電車に乗った酔いどれたおっさんが乗り過ごした最寄り駅のように、気づかぬうちに過ぎるとのだよね。
乗り過ごして終電逃すような事がないといいな、と思うばかりである。
男は不思議なもので、歳をとれば取るほどバカができるようになる。
心が広くなるのか、深くなるのか。
理由は定かではないけれども。
三十路を超えて、バカができる男になりたいと思う。
バカをできる男、は、バカな男とは決定的に違う。
可能である事と、そのものである事、の違い。
いわば、演じられるかどうか。
例えば、極悪人を演じる俳優が本当に悪い奴か?
否。
演技の振り幅の問題だけである。
僕が、バカができる男になりたいと思うのは、バカが一人いるとその場が救われるから、である。
周囲の人間が楽をできるから、である。
飲み会を開催する時、まあ、あいつがいれば大抵は盛り上がるよね。

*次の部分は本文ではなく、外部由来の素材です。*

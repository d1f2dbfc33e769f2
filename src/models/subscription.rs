//! Subscription-creation request and response payloads

use serde::{Deserialize, Serialize};

use super::plan::PlanType;

/// Body sent to the subscription-creation function
#[derive(Debug, Clone, PartialEq, Eq, Serialize, Deserialize)]
#[serde(rename_all = "camelCase")]
pub struct SubscriptionRequest {
    pub plan_type: PlanType,
    pub customer_email: String,
}

impl SubscriptionRequest {
    pub fn new(plan_type: PlanType, customer_email: impl Into<String>) -> Self {
        Self {
            plan_type,
            customer_email: customer_email.into(),
        }
    }
}

/// The `data` object of a successful subscription-creation response.
///
/// Every field is optional here so that a missing field is reported by the
/// assertions with a precise message instead of a generic parse error.
#[derive(Debug, Clone, Default, PartialEq, Eq, Serialize, Deserialize)]
#[serde(rename_all = "camelCase")]
pub struct SubscriptionResponse {
    #[serde(default)]
    pub customer_id: Option<String>,
    #[serde(default)]
    pub price_id: Option<String>,
    #[serde(default)]
    pub plan_type: Option<String>,
    #[serde(default)]
    pub checkout_url: Option<String>,
}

と思える人は、バカができる人だと思う。
そういうわけで。
三十路を超えて、今だからこそ、バカをやりたいと思う。
バカのできる人になりたいと思う。
ありがたい事に。
いい手本が周りにいる。
恵まれている。
大人の嗜み、として、バカができると解釈する。
その見方で周りを解釈すると。
あの人の人気も納得できるかもしれないね。
そんなことを思いながら、晩酌をする。